Leigh Nash, Blue on Blue

f you are a fan of Sixpence None the Richer, perhaps the August 15, 2006 release of Leigh Nash’s solo debut, Blue on Blue did not pass by your radar screen. Others may not be aware that the former lead singer of Sixpence has brought her ethereal voice and wonderful charm into a solo effort as well as the occasional touring. Soon before the release, we were hoping for an interview with this seasoned musician, but it did not pan out. The release was put out on One Son Records, Leigh’s own label.

Blue on Blue may never reach the critical acclaim that Nash received with Sixpence None the Richer. But this is a good next step for Leigh, who brings in life changes of love and motherhood into the lyrics. Though I am not one who puts female musicians on the top of my listening list, I am glad that the poetic lyrics and enchanting voice are continuing.

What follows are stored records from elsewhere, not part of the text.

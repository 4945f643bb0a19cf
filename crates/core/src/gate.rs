use std::collections::HashMap;

use crate::config::EngineConfig;
use crate::model::{Catalog, Progress, QuestionId, QuestionStats};
use crate::weights::WeightError;

//
// ─── GATE DECISION ─────────────────────────────────────────────────────────────
//

/// Outcome of a gate evaluation.
///
/// `advanced` is true only when the cursor actually moved; mastering the final
/// chunk reports `mastered` with the cursor unchanged (terminal state).
#[derive(Debug, Clone, Copy, PartialEq, Eq)]
pub struct GateDecision {
    pub progress: Progress,
    pub mastered: bool,
    pub advanced: bool,
}

//
// ─── CHUNK GATE ────────────────────────────────────────────────────────────────
//

/// Decides whether the learner has mastered the active chunk.
///
/// The gate is a forward-only state machine over chunk indices: evaluation
/// either leaves the cursor where it is or moves it one chunk ahead, never
/// back. It is pure; callers pass a stats snapshot and persist the returned
/// progress themselves.
///
/// Mastery policy: aggregate the capped success rate over the active chunk's
/// questions that have reached the confidence threshold. Questions with fewer
/// attempts neither block nor help the aggregate, but every question in the
/// chunk must have been attempted at least once, and at least one question
/// must qualify for the aggregate, so an untouched chunk can never unlock the
/// next one.
#[derive(Debug, Clone)]
pub struct ChunkGate {
    config: EngineConfig,
}

impl ChunkGate {
    /// Create a gate with the default tuning.
    #[must_use]
    pub fn new() -> Self {
        Self::with_config(EngineConfig::default()).expect("default engine config should be valid")
    }

    /// Create a gate with custom tuning without panicking.
    ///
    /// # Errors
    ///
    /// Returns `WeightError::Config` if the config violates its invariants.
    pub fn with_config(config: EngineConfig) -> Result<Self, WeightError> {
        config.validate()?;
        Ok(Self { config })
    }

    #[must_use]
    pub fn config(&self) -> &EngineConfig {
        &self.config
    }

    /// Evaluate mastery of the active chunk and advance the cursor if earned.
    ///
    /// Call after every recorded attempt. Missing stats entries count as zero
    /// attempts. Idempotent: evaluating twice with no intervening attempts
    /// advances at most once, because the new active chunk starts unattempted.
    #[must_use]
    pub fn evaluate(
        &self,
        progress: Progress,
        catalog: &Catalog,
        stats: &HashMap<QuestionId, QuestionStats>,
    ) -> GateDecision {
        let chunk = progress.current_chunk();

        let mut all_attempted = true;
        let mut qualified = 0u32;
        let mut rate_sum = 0.0;

        for question in catalog.chunk_questions(chunk) {
            let (attempts, rate) = stats
                .get(&question.id())
                .map_or((0, 0.0), |s| (s.attempts, s.success_rate()));

            if attempts == 0 {
                all_attempted = false;
            }
            if attempts >= self.config.confidence_threshold {
                qualified += 1;
                rate_sum += rate.min(self.config.success_rate_cap);
            }
        }

        let mastered = all_attempted
            && qualified > 0
            && rate_sum / f64::from(qualified) >= self.config.mastery_threshold;

        let next = if mastered {
            progress.advanced(catalog.max_chunk())
        } else {
            progress
        };

        GateDecision {
            progress: next,
            mastered,
            advanced: next != progress,
        }
    }
}

impl Default for ChunkGate {
    fn default() -> Self {
        Self::new()
    }
}

//
// ─── TESTS ─────────────────────────────────────────────────────────────────────
//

Parker Theory, Leaving California

Through my connections with Switchfoot, I was familiar with San Diego based indie rock band Parker Theory before the promo package reached my desk. Leaving California, on Rescue Records, was released in Japan on April 4, 2007 and in the U.S. on May 15, 2007. The three-piece outfit produces great harmonies with a positive energy. The eclectic album, while nothing eye opening and new, is filled with a variety of sounds and topics, resulting in an album where the songs don’t all feel the same.

It’s true that the music of Parker Theory may have not yet filled the radio airwaves. And though they traveled to Japan this past Spring, I don’t believe they have made it to my area of the east coast. But their Myspace page reports that record labels from Brazil and Sweden have released the album. These guys are worth checking out no matter what area of the world you happen to be.

Christafari, To The Foundation

The reggae sound of Christafari has been around since 1989, yet most of the music found on the ten album releases generally does not get heard on the radio. Fans of reggae, Latin and world music will enjoy the often-eclectic music this band produces. Over the years, Christafari has released music via several record labels. To The Foundation was released in April of 2007 on Lion of Zion Entertainment that was started in 1999 by Mark Mohr, the main man behind Christafari.

Admittedly, To The Foundation does not spin in my player as much as other discs. Yet the blend of traditional roots and contemporary dancehall reggae with a positive message is a nice change once in a while. The lyrics and music put me in a better mood each time. Radio airplay may be lacking, but over the years this band has toured all over the U.S. and throughout many corners of the world and has received numerous awards. Give them a listen and let us know what you think!